Coco Chanel, 1920. Wikipedia
I just happened upon this picture book at the library and gave it to my daughter who was delighted to read it.
Coco and the Little Black Dress by Annemarie Van Haeringen
Gabrielle “Coco” Chanel was very good at sewing, which she learned at the convent orphanage. Her first foray into designing was millinery, because she detested the dead birds on women’s hats which were all the rage. She ventured into fashion design, creating modern clothes that were comfortable and functional, while still being chic. She is also known for her famous perfume: Chanel No. 5. From iconic tweet suits to little black dresses to perfume, Coco Chanel’s legacy endures.
This picture book biography uses lovely whimsical drawings to portray Coco Chanel as a cross between Madeline and Cinderella. She was a little more complicated than this though this cut of her life is appropriate for a young audience. [picture book, ages 5 and up]
The plume trade (Plume hunting is the hunting of wild birds to harvest their feathers) was at its height in the late 19th and was brought to an end in the early 20th century.
By the late 19th century, plume hunters had nearly wiped out the snowy egret population of the United States. Flamingoes, roseate spoonbills, great egrets and peafowl have also been targeted by plume hunters. from Wikipedia
She’s Wearing a Dead Bird on Her Head by Kathryn Lasky, illustrated by David Catrow
This picture book speaks to the fashion of the times in 1896 when women wore dead birds on their hats both in Europe and in the United States. Two American women, Harriet Hemenway and her cousin Minna Hall, took a stand against this, forming the Massachusetts Audubon Society. [picture book, ages 5 and up]
Hot Pink: The Life and Fashions of Elsa Schiaparelli by Susan Goldman Rubin
Coco Chanel was Elsa’s dinner guest, and this picture book makes a few mentions of her but doesn’t allude to their adversarial relationship. In many ways, they were polar opposites but competing for the same wealthy clientele.
It is also claimed that Chanel once succeeded in setting Schiaparelli on fire.
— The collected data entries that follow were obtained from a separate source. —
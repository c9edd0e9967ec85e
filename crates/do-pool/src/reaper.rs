//! Background disposal of idle instances.
//!
//! The reaper is a tokio task that periodically runs
//! [`PoolRegistry::evict_idle`]. It holds only a weak reference to the
//! registry and stops on its own once the registry is dropped.

use std::time::Duration;

use tokio::task::JoinHandle;
use tokio::time::MissedTickBehavior;

use crate::error::PoolError;
use crate::lifecycle::Poolable;
use crate::registry::PoolRegistry;

/// Handle to a running idle reaper task.
///
/// Dropping the handle stops the task.
#[derive(Debug)]
pub struct IdleReaper {
    handle: JoinHandle<()>,
}

impl IdleReaper {
    /// Stop the reaper.
    pub fn abort(&self) {
        self.handle.abort();
    }

    /// Check if the reaper task has finished.
    #[must_use]
    pub fn is_finished(&self) -> bool {
        self.handle.is_finished()
    }
}

impl Drop for IdleReaper {
    fn drop(&mut self) {
        self.handle.abort();
    }
}

impl<T: Poolable> PoolRegistry<T> {
    /// Spawn a task on the current tokio runtime that evicts idle instances
    /// every `period`.
    ///
    /// Requires an `idle_timeout` in the registry configuration. Disposal
    /// runs on the blocking thread pool.
    ///
    /// # Example
    ///
    /// ```rust,ignore
    /// let registry = PoolRegistry::<Connection>::builder()
    ///     .idle_timeout(Duration::from_secs(300))
    ///     .build()?;
    ///
    /// let _reaper = registry.spawn_idle_reaper(Duration::from_secs(30))?;
    /// ```
    pub fn spawn_idle_reaper(&self, period: Duration) -> Result<IdleReaper, PoolError> {
        if self.config().idle_timeout.is_none() {
            return Err(PoolError::Config(
                "idle reaper requires an idle_timeout".into(),
            ));
        }
        if period.is_zero() {
            return Err(PoolError::Config(
                "reaper period must be greater than 0".into(),
            ));
        }

        let runtime = tokio::runtime::Handle::try_current()
            .map_err(|e| PoolError::Config(format!("idle reaper requires a tokio runtime: {e}")))?;

        let registry = self.downgrade();
        let handle = runtime.spawn(async move {
            let mut ticker = tokio::time::interval(period);
            ticker.set_missed_tick_behavior(MissedTickBehavior::Delay);
            // The first tick completes immediately.
            ticker.tick().await;

            loop {
                ticker.tick().await;

                let Some(registry) = PoolRegistry::upgrade(&registry) else {
                    tracing::debug!("pool registry dropped, stopping idle reaper");
                    break;
                };

                match tokio::task::spawn_blocking(move || registry.evict_idle()).await {
                    Ok(0) => {}
                    Ok(evicted) => tracing::debug!(evicted, "idle reaper evicted instances"),
                    Err(err) => {
                        tracing::warn!(error = %err, "idle reaper eviction failed");
                    }
                }
            }
        });

        tracing::debug!(period = ?period, "idle reaper started");
        Ok(IdleReaper { handle })
    }
}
At one of the last great costume balls before the outbreak of World War II, Bettina Ballard wrote, Chanel, costumed as herself, dared Schiaparelli, who had disguised herself as a surrealist tree, to dance with her. ‘With purposeful innocence’ Chanel steered her dance partner straight into a chandelier ablaze with candles, and Schiaparelli caught fire. ‘The fire was put out—and so was Schiaparelli—by delighted guests squirting her with soda water.” from Harper’s Bazaar, Excerpted from Elsa Schiaparelli: A Biography, by Meryle Secrets.
Elsa Schiaparelli’s flamboyant creativity was the underpinning for her unconventional life. Born into a wealthy Italian family, her plain looks made her dream up ways to be pretty. As a single mother with a daughter with polio, she fell into dressmaking under the tutelage of Paul Poiret. Her bold creations caused a sensation both in Europe and the United States, and her business flourished even during The Great Depression. WWII, however, was a different story. Working to support the Allied forces in France and the United States, Elsa returned to fashion after the war to a different environment in which her designs no longer shocked. The woman who popularized Shocking Pink bowed out in retirement in 1954, but her mark on women’s fashion is enduring. [advanced picture book, ages 10 and up]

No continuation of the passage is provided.